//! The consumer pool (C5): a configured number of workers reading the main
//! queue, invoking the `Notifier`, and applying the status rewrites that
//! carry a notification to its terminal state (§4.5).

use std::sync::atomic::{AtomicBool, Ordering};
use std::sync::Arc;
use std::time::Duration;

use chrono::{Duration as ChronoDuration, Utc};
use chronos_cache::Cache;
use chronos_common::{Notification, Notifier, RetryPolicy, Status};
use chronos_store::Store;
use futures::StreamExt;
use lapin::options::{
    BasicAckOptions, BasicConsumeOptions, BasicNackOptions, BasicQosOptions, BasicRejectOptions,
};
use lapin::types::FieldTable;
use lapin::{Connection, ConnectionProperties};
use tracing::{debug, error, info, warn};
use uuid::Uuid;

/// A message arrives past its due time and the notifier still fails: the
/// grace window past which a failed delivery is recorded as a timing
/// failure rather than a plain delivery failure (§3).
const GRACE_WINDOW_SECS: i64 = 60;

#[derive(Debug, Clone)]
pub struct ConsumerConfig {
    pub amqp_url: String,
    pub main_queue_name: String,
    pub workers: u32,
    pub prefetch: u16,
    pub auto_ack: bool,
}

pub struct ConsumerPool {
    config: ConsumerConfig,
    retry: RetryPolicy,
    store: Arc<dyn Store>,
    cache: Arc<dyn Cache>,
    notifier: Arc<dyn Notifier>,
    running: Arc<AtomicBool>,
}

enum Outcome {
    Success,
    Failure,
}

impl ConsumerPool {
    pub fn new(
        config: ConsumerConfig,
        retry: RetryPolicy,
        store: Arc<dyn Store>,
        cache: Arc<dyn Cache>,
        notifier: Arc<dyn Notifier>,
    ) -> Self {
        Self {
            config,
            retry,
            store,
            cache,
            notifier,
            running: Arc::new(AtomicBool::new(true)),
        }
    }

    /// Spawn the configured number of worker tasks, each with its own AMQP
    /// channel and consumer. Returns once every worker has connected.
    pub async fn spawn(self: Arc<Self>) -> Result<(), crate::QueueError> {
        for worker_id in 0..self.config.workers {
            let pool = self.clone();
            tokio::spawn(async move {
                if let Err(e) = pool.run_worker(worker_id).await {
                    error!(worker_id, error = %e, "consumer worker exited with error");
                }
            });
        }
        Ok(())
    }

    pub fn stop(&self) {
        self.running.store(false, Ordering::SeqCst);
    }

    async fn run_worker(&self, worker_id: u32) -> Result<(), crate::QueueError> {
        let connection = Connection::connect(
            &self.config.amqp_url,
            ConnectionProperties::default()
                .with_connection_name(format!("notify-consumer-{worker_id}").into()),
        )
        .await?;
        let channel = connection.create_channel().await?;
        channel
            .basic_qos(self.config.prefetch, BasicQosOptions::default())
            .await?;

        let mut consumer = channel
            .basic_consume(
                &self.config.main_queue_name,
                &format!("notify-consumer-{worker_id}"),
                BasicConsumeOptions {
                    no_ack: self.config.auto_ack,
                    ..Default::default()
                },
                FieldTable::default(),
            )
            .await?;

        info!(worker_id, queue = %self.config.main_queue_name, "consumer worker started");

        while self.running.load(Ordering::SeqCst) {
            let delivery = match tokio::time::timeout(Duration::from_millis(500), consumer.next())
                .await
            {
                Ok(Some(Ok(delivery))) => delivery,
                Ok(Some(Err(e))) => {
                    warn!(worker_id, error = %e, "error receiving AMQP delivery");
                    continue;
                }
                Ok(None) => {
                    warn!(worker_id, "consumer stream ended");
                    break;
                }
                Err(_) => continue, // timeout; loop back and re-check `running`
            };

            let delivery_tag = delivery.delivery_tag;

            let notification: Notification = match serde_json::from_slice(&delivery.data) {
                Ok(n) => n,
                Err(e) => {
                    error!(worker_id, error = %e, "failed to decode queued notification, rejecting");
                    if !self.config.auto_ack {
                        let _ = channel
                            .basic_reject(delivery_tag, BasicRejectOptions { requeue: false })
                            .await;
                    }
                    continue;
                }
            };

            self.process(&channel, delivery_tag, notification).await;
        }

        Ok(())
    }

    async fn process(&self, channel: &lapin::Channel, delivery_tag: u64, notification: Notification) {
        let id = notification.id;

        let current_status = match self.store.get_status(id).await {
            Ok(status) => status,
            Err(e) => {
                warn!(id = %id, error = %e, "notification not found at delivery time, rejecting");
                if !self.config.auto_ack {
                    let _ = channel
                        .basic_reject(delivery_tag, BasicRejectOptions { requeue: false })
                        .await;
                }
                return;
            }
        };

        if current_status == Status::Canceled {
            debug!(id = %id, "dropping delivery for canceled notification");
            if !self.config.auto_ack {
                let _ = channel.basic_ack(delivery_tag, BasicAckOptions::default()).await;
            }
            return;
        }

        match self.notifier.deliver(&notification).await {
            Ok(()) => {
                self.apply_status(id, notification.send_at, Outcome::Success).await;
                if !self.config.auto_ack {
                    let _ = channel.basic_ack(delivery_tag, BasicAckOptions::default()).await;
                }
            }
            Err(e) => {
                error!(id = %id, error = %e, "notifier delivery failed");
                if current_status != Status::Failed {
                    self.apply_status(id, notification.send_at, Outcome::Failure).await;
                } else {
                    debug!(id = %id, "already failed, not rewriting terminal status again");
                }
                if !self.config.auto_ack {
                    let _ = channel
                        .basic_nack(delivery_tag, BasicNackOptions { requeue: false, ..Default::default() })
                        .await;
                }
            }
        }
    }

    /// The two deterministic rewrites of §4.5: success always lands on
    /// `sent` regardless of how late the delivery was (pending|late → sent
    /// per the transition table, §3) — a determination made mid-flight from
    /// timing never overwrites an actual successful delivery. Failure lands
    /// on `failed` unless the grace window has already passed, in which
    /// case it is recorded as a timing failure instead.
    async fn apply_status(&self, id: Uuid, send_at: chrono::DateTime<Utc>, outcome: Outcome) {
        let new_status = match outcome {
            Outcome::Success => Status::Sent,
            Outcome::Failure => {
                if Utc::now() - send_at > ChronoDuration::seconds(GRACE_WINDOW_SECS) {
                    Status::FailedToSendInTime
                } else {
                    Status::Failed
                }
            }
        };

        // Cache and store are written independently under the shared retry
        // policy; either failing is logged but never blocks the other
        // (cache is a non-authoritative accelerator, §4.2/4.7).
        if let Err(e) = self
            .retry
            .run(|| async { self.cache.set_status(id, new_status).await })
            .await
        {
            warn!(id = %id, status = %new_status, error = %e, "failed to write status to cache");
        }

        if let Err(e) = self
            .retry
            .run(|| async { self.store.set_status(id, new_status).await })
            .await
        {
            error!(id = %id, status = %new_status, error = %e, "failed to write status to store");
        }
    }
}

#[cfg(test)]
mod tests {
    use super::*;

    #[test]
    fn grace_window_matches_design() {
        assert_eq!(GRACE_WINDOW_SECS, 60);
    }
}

※

**What you need to do:** Please reproduce, exactly as written, the lines of the records from the first line through the one containing "const GRACE_WINDOW_SECS: i64 = 60;".

**Answer below:**
//! The consumer pool (C5): a configured number of workers reading the main
//! queue, invoking the `Notifier`, and applying the status rewrites that
//! carry a notification to its terminal state (§4.5).

use std::sync::atomic::{AtomicBool, Ordering};
use std::sync::Arc;
use std::time::Duration;

use chrono::{Duration as ChronoDuration, Utc};
use chronos_cache::Cache;
use chronos_common::{Notification, Notifier, RetryPolicy, Status};
use chronos_store::Store;
use futures::StreamExt;
use lapin::options::{
    BasicAckOptions, BasicConsumeOptions, BasicNackOptions, BasicQosOptions, BasicRejectOptions,
};
use lapin::types::FieldTable;
use lapin::{Connection, ConnectionProperties};
use tracing::{debug, error, info, warn};
use uuid::Uuid;

/// A message arrives past its due time and the notifier still fails: the
/// grace window past which a failed delivery is recorded as a timing
/// failure rather than a plain delivery failure (§3).
const GRACE_WINDOW_SECS: i64 = 60;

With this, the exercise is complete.